Wer war das Mädchen? Er steckt den Pinsel zurück in das Glas, das mit Terpentin gefüllt ist, obschon Terpentin heutzutage verboten ist, die Dämpfe seien invasiv und könnten rauschartige Zustände bewirken. Hat der Mann behauptet, der die Werkstatt beliefert. – Was im Rausch entstand, bedarf des Rausches, bei der Nachbildung. Das ist simple Logik, Herr Kantonsapotheker –, sagte er mit Nachdruck auf den ersten zwei Silben. – Wir arbeiten hier im Auftrag der Stadt. –
– Ich bin bloss der Lieferant, ich habe meine Anweisungen. Und so weit mir bekannt ist, arbeiten Sie hier im Auftrag eines Fachkollegiums, das von Meryll Lynch gesponsert wird. Ausgerechnet die mit dem Dreck am Stecken. –
Woher der das weiss? Das geht diesen Kerl einen feuchten D an. Laut sagt er: – Hören Sie, es geht um Authentizität, und das heisst, die gleichen Instrumente, die gleichen Mittel, mit denen der Künstler gearbeitet hat. Von allein haben die alten Meisterwerke doch nicht diese Leuchtkraft gewonnen. Mit der Synthetik verpatzen Sie jede Aura, Herr Kantonsapotheker. –
– Wie Sie wollen, dann halt mit Terpentin. Sie tragen die Verantwortung, Herr Arter. –
– Jetzt schau einer an –, röhrte der Kollege von den Nabis im ersten Stock, – der Arter Hanskonrad wünscht sich den Rausch. Der kluge Kostverächter von annodazumal, er will einen Rausch. – Schwindel befällt ihn, wenn er an das Gespräch denkt. Noch jetzt ist da ein Stechen und nimmt ihm den Atem. Sind das Anzeichen einer Attacke? Die Zeitungsbeilagen sind voll von Warnungen, die er nicht mehr sofort als Werbemüll entsorgt. Nicht mehr, zwei Wörter werden wichtiger, wenn man älter wird.
Es ist Zeit, dass er den ganzen Vorgang rekapituliert. Bei Tageslicht und ohne Alkohol bei Tische. Das Mädchen hat ihn bestrickt. Man müsste von Verführung sprechen.
Obschon sich sein Glied niemals gereckt hat, im Anblick ihrer Nacktheit, es ist etwas anderes, was ihn an ihr erregt. Etwas Messianisches, was nicht zu ihm passt, nicht zu einem Arter der sechsunddreissigsten Generation. Vergegenwärtigen wir uns: Er ist nicht zu ihrer Reinwaschung berufen, er ist beauftragt mit ihrer Instandstellung, nichts weiter.

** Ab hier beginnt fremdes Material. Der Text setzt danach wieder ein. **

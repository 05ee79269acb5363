use serde::{Deserialize, Serialize};

/// TCP port the tray companion service listens on by default.
pub const DEFAULT_TRAY_PORT: u16 = 7748;

/// Windows machines answer on the RPC endpoint mapper even when the tray
/// is not running, which lets us tell "host up" apart from "host down".
pub const WINDOWS_FALLBACK_PORT: u16 = 135;

/// UDP port Wake-on-LAN magic packets are sent to.
pub const WOL_PORT: u16 = 9;

/// Configuration for liveness probing operations
#[derive(Debug, Clone)]
pub struct ProbeConfig {
    /// Timeout in milliseconds for the primary TCP connect attempt
    pub primary_timeout_ms: u64,

    /// Timeout in milliseconds for the fallback-port connect attempt
    pub fallback_timeout_ms: u64,

    /// Fallback port probed when the tray port is refused on a Windows host
    pub fallback_port: u16,

    /// Tray port assumed when an interface does not declare one
    pub default_tray_port: u16,

    /// Maximum number of concurrent in-flight connect attempts
    pub max_concurrent_probes: usize,
}

impl Default for ProbeConfig {
    fn default() -> Self {
        Self {
            primary_timeout_ms: 800,
            fallback_timeout_ms: 300,
            fallback_port: WINDOWS_FALLBACK_PORT,
            default_tray_port: DEFAULT_TRAY_PORT,
            max_concurrent_probes: 8,
        }
    }
}

/// Unit for the shutdown delay forwarded to the tray service
#[derive(Debug, Clone, Copy, PartialEq, Eq, Serialize, Deserialize)]
#[serde(rename_all = "lowercase")]
pub enum DelayUnit {
    Seconds,
    Minutes,
}

impl DelayUnit {
    /// Keyword used on the wire (`SHUTDOWN <amount> <unit>`)
    pub fn as_wire_str(&self) -> &'static str {
        match self {
            DelayUnit::Seconds => "seconds",
            DelayUnit::Minutes => "minutes",
        }
    }

    pub fn to_seconds(&self, amount: u32) -> u64 {
        match self {
            DelayUnit::Seconds => u64::from(amount),
            DelayUnit::Minutes => u64::from(amount) * 60,
        }
    }
}

/// User-facing settings consumed by the engine as plain current values
#[derive(Debug, Clone, Serialize, Deserialize)]
pub struct Settings {
    /// Delay passed to the tray `SHUTDOWN` command
    pub shutdown_delay_amount: u32,
    pub shutdown_delay_unit: DelayUnit,

    /// Periodic background refresh of device statuses
    pub auto_refresh_enabled: bool,
    pub auto_refresh_interval_secs: u64,

    /// Timeout in milliseconds for tray protocol sockets
    pub socket_timeout_ms: u64,
}

impl Default for Settings {
    fn default() -> Self {
        Self {
            shutdown_delay_amount: 30,
            shutdown_delay_unit: DelayUnit::Seconds,
            auto_refresh_enabled: true,
            auto_refresh_interval_secs: 15,
            socket_timeout_ms: 2000,
        }
    }
}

Das Ärgernis besteht in der unbekannten Herkunft des Modells. Die heroischen Hodlerweiber sind namentlich bekannt, sie tragen vom Schicksal gezeichnete, hagere Züge, hohe Stirn, Adlernase, klassisches Profil, tuberkulös unterhöhlt. Das Mädchen hingegen ist eine Anonyma. Eine Pennerin, entlaufene Bauernmagd, alles ist möglich. Ihr Gesicht ist älter als der Körper. Eine zwiespältige Aussage, derzufolge das Modell auch eine unerlöste Jungfer hätte sein können, die der Künstler kurz vor dem Verblühen entblättert hat.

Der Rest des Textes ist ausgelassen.